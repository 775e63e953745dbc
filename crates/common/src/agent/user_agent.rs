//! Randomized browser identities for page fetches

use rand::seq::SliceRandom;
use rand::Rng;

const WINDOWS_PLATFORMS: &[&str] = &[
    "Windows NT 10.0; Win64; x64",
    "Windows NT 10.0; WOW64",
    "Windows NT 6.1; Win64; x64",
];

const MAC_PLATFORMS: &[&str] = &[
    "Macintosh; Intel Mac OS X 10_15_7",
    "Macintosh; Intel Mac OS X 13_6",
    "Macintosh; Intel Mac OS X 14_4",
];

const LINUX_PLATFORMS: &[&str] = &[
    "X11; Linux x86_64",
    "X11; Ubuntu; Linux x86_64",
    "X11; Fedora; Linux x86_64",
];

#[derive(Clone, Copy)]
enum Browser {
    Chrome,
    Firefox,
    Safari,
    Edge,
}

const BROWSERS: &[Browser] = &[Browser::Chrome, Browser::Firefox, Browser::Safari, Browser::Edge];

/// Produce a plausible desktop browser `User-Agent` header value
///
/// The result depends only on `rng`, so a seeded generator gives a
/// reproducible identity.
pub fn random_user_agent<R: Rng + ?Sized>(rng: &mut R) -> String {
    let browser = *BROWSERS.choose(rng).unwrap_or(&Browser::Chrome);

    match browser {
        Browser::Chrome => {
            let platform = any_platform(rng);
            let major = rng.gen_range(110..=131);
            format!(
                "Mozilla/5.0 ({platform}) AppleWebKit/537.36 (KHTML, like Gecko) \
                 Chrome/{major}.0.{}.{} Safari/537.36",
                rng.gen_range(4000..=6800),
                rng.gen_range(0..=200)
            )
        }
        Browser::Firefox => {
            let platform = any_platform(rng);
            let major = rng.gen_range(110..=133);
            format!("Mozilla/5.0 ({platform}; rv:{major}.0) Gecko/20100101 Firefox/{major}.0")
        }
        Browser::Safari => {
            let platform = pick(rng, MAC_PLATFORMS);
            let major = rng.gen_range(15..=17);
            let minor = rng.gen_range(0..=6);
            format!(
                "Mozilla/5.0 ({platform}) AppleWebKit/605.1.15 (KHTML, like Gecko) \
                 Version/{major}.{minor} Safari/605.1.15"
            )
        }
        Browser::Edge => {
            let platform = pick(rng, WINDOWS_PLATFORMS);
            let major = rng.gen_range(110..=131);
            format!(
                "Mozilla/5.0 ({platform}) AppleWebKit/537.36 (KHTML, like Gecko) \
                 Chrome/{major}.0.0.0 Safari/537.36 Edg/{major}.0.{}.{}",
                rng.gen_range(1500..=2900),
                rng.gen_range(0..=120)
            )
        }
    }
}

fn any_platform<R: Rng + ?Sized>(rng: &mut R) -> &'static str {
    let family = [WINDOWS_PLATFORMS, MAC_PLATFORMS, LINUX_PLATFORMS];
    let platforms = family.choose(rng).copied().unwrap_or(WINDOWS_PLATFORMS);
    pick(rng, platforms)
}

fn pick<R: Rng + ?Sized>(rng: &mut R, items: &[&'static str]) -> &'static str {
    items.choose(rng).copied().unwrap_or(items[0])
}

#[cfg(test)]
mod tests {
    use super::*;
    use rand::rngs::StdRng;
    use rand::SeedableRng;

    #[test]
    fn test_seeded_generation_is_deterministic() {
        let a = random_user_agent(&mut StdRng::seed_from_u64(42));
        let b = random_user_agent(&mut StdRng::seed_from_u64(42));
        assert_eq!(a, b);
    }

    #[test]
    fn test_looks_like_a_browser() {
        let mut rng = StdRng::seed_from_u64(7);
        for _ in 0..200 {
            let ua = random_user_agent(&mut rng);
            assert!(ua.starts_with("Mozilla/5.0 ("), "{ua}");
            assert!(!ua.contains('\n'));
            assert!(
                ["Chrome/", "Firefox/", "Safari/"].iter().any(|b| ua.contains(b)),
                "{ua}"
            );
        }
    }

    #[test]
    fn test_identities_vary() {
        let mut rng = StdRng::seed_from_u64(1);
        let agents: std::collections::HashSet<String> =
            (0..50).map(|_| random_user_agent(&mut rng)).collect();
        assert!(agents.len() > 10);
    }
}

--

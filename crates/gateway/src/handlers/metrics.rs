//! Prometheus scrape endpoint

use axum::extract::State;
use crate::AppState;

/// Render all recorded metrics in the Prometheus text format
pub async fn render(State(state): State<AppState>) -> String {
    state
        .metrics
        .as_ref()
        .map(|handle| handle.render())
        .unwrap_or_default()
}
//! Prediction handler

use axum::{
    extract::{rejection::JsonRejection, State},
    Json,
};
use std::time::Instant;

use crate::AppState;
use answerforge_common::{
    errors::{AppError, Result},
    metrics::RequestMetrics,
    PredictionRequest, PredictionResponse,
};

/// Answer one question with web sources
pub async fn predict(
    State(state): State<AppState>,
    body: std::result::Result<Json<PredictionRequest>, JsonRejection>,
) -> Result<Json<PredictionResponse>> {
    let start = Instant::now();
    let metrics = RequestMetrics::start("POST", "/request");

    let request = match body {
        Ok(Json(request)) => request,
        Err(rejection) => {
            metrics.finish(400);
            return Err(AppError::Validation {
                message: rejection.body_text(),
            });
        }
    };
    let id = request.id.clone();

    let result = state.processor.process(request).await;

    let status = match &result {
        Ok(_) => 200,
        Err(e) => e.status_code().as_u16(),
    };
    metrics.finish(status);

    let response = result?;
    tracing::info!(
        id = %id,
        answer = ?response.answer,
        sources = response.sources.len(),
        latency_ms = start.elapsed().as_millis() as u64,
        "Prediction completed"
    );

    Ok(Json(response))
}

- [EXERCISE INSTRUCTIONS]: Tally every line of the data that holds the word "sources" and write the count alone.

- [OUTPUT OF THE EXERCISE]: 2